Fred Barnes “Is there anything Obama won’t do for unions?”


Former murdered Mineworkers International presidential candidate “Jock” Yoblonski’s campaign manager and Weekly Standard Executive Editor Fred Barnes reminds us that Obama has created more Big Labor Boss paybacks than just the NLRB v. Boeing case.

Besides the Obama National Labor Relations Board’s assault on Boeing’s South Carolina employees and workers in Right to Work states in general, Barnes mentions the recent new regulations proposed by DOL to hamper employees getting to hear both sides of the story during union organizing campaigns.

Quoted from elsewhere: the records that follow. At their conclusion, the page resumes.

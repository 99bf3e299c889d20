//! Math re-exports.
//!
//! The rasterizer works in double precision end to end, so the `D*` types
//! from [`glam`] are the ones used across the workspace.
//!
//! ```
//! use glint_core::math::DVec2;
//!
//! let pen = DVec2::new(10.0, 20.0) + DVec2::new(7.5, 0.0);
//! assert_eq!(pen.x, 17.5);
//! ```

pub use glam::{DAffine2, DMat2, DVec2, IVec2};
//! Curve flattening.
//!
//! Quadratic and cubic segments are approximated by polylines through
//! lyon's flattening, with a tolerance derived from an approximation scale:
//! `0.5 / scale` in the path's own units, so the error stays about half a
//! device pixel once the run transform scales the outline.

use glam::DVec2;
use lyon::geom::{CubicBezierSegment, QuadraticBezierSegment, point};

use crate::{Path, PathCommand};

/// Smallest tolerance handed to lyon, keeps degenerate scales finite.
const MIN_TOLERANCE: f64 = 1e-4;

/// Flattening tolerance for an approximation scale.
pub fn tolerance_for_scale(approximation_scale: f64) -> f64 {
    if approximation_scale > 0.0 && approximation_scale.is_finite() {
        (0.5 / approximation_scale).max(MIN_TOLERANCE)
    } else {
        0.5
    }
}

fn to_lyon(p: DVec2) -> lyon::geom::Point<f64> {
    point(p.x, p.y)
}

/// Replace every curve of `path` by line segments.
pub fn flatten(path: &Path, approximation_scale: f64) -> Path {
    let tolerance = tolerance_for_scale(approximation_scale);
    let mut commands = Vec::with_capacity(path.len());
    let mut current = DVec2::ZERO;
    let mut subpath_start = DVec2::ZERO;

    for cmd in path.commands() {
        match *cmd {
            PathCommand::MoveTo(to) => {
                commands.push(PathCommand::MoveTo(to));
                current = to;
                subpath_start = to;
            }
            PathCommand::LineTo(to) => {
                commands.push(PathCommand::LineTo(to));
                current = to;
            }
            PathCommand::QuadTo { control, to } => {
                let segment = QuadraticBezierSegment {
                    from: to_lyon(current),
                    ctrl: to_lyon(control),
                    to: to_lyon(to),
                };
                commands.extend(
                    segment
                        .flattened(tolerance)
                        .map(|p| PathCommand::LineTo(DVec2::new(p.x, p.y))),
                );
                current = to;
            }
            PathCommand::CubicTo {
                control1,
                control2,
                to,
            } => {
                let segment = CubicBezierSegment {
                    from: to_lyon(current),
                    ctrl1: to_lyon(control1),
                    ctrl2: to_lyon(control2),
                    to: to_lyon(to),
                };
                commands.extend(
                    segment
                        .flattened(tolerance)
                        .map(|p| PathCommand::LineTo(DVec2::new(p.x, p.y))),
                );
                current = to;
            }
            PathCommand::Close => {
                commands.push(PathCommand::Close);
                current = subpath_start;
            }
        }
    }

    Path::from_commands(commands)
}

But, the main focus of the article is the Obama Administration’s repeated attempts to overturn multiple defeats of unions to organize DELTA airlines. If you want to get more outraged at the Obama administration for its continuous assaults on free enterprise and individual employee choices, then read Barnes’ America’s Labor Party, Is there anything Obama won’t do for unions? Here are a few quotes to whet your appetite:

How far will President Obama go to advance the interests of organized labor? Awfully far. We know this not only from the effort to keep Boeing from building a plane in a right-to-work state, South Carolina, but also from the way Delta Airlines is being railroaded into recognizing unions its employees have repeatedly rejected.

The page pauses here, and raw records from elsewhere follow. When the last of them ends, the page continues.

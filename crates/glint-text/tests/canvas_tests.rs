//! End-to-end rendering into the software canvas.

use glint_core::config::RendererConfig;
use glint_core::geometry::{IntRect, Rect};
use glint_core::math::DVec2;
use glint_geometry::Transform2D;
use glint_test_utils::ScriptedLayout;
use glint_text::*;

const INK: [u8; 4] = [0, 0, 0, 255];
const PAPER: [u8; 4] = [0, 0, 0, 0];

fn canvas_renderer() -> TextRenderer<Canvas> {
    let canvas = Canvas::new(40, 30).unwrap();
    TextRenderer::new(canvas, RendererConfig::default())
}

fn full_clip() -> IntRect {
    IntRect::new(0, 0, 39, 29)
}

fn draw(
    renderer: &mut TextRenderer<Canvas>,
    layout: &mut ScriptedLayout,
    text: &str,
    baseline: DVec2,
    clip: IntRect,
    dry_run: bool,
) -> Rect {
    renderer.render_string(layout, text, baseline, clip, dry_run, None, None, None)
}

#[test]
fn test_bitmap_run_lands_on_baseline() {
    let mut renderer = canvas_renderer();
    let mut layout = ScriptedLayout::boxes(6.0, 5, 8);

    let bounds = draw(&mut renderer, &mut layout, "ab", DVec2::new(2.0, 20.0), full_clip(), false);
    assert_eq!(bounds, Rect::new(2.0, 11.0, 13.0, 20.0));

    let canvas = renderer.target();
    // 'a' covers x 2..7, y 12..20
    assert_eq!(canvas.pixel(2, 12), Some(INK));
    assert_eq!(canvas.pixel(6, 19), Some(INK));
    assert_eq!(canvas.pixel(7, 15), Some(PAPER));
    assert_eq!(canvas.pixel(4, 20), Some(PAPER));
    // 'b' starts at x 8
    assert_eq!(canvas.pixel(8, 12), Some(INK));
}

#[test]
fn test_dry_run_leaves_canvas_untouched() {
    let mut renderer = canvas_renderer();
    let mut layout = ScriptedLayout::boxes(6.0, 5, 8);
    draw(&mut renderer, &mut layout, "ab", DVec2::new(2.0, 20.0), full_clip(), true);
    assert!(renderer.target().pixels().iter().all(|&byte| byte == 0));
}

#[test]
fn test_scaled_outlines() {
    let mut renderer = canvas_renderer();
    renderer.set_view_transform(Transform2D::scale(2.0));
    let mut layout = ScriptedLayout::boxes(6.0, 5, 8);

    let bounds = draw(&mut renderer, &mut layout, "ab", DVec2::new(1.0, 12.0), full_clip(), false);
    assert_eq!(bounds, Rect::new(2.0, 6.0, 24.0, 24.0));

    let canvas = renderer.target();
    // 'a' spans device x 2..12, y 8..24; 'b' x 14..24
    assert_eq!(canvas.pixel(5, 15), Some(INK));
    assert_eq!(canvas.pixel(13, 15), Some(PAPER));
    assert_eq!(canvas.pixel(20, 15), Some(INK));
    assert_eq!(canvas.pixel(5, 25), Some(PAPER));
}

#[test]
fn test_underline_on_canvas() {
    let mut renderer = canvas_renderer();
    renderer.set_font(ServerFont::default().face(FontFace::UNDERSCORE));
    let mut layout = ScriptedLayout::boxes(6.0, 5, 8);

    draw(&mut renderer, &mut layout, "a", DVec2::new(2.0, 20.0), full_clip(), false);

    let canvas = renderer.target();
    // Centred on 22.5 with width 1: exactly row 22, x 2.5..7.5
    assert_eq!(canvas.pixel(4, 22), Some(INK));
    assert_eq!(canvas.pixel(4, 21), Some(PAPER));
    assert_eq!(canvas.pixel(4, 23), Some(PAPER));
    assert_eq!(canvas.pixel(9, 22), Some(PAPER));
}

#[test]
fn test_alpha_mask_clips_ink() {
    let mut renderer = canvas_renderer();
    let mut mask = vec![0u8; 40 * 30];
    for row in mask.chunks_exact_mut(40) {
        row[20..].fill(255);
    }
    renderer
        .target_mut()
        .set_alpha_mask(Some(AlphaMask::new(40, 30, mask).unwrap()))
        .unwrap();
    renderer.set_view_transform(Transform2D::scale(2.0));
    let mut layout = ScriptedLayout::boxes(6.0, 5, 8);

    draw(&mut renderer, &mut layout, "ab", DVec2::new(1.0, 12.0), full_clip(), false);

    let canvas = renderer.target();
    assert_eq!(canvas.pixel(5, 15), Some(PAPER));
    assert_eq!(canvas.pixel(21, 15), Some(INK));
}

#[test]
fn test_clip_skips_whole_glyphs() {
    let mut renderer = canvas_renderer();
    let mut layout = ScriptedLayout::boxes(6.0, 5, 8);

    // Only 'b' (x 8..13) touches the clip; it is painted whole.
    let clip = IntRect::new(12, 0, 39, 29);
    draw(&mut renderer, &mut layout, "ab", DVec2::new(2.0, 20.0), clip, false);

    let canvas = renderer.target();
    assert_eq!(canvas.pixel(3, 15), Some(PAPER));
    assert_eq!(canvas.pixel(9, 15), Some(INK));
}

#[test]
fn test_colour_and_antialiasing_switch() {
    let mut renderer = canvas_renderer();
    renderer.target_mut().set_color(Color::rgb(0, 0, 255));
    renderer.set_antialiasing(false);
    renderer.set_view_transform(Transform2D::scale(1.5));
    let mut layout = ScriptedLayout::boxes(6.0, 5, 8);

    draw(&mut renderer, &mut layout, "a", DVec2::new(2.0, 12.0), full_clip(), false);

    // Without antialiasing every painted pixel is fully opaque.
    let canvas = renderer.into_target();
    let painted: Vec<_> = canvas
        .pixels()
        .chunks_exact(4)
        .filter(|px| px[3] != 0)
        .collect();
    assert!(!painted.is_empty());
    assert!(painted.iter().all(|px| *px == [0, 0, 255, 255]));
}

But the targeting of Delta stands out. Following Delta’s merger with Northwest Airlines in 2008, its flight attendants voted against joining the Association of Flight Attendants (AFA), and other employees decided against signing on with four separate unions of the International Association of Machinists and Aero-space Workers (IAM).

That didn’t end what has become a union crusade against Delta, abetted by Obama. Now, from all appearances, the fix is in—against Delta. It starts with the National Mediation Board, which governs labor relations in the airline and railroad industries. Obama stacked the NMB deck by putting two former union senior executives on the three-member board, Linda Puchala of the AFA and Harry Hoglander of the Air Line Pilots.

The unions lost anyway. In the case of the flight attendants, it was the third time they had voted against the AFA. But the AFA and the IAM have doggedly refused to take “no” for an answer.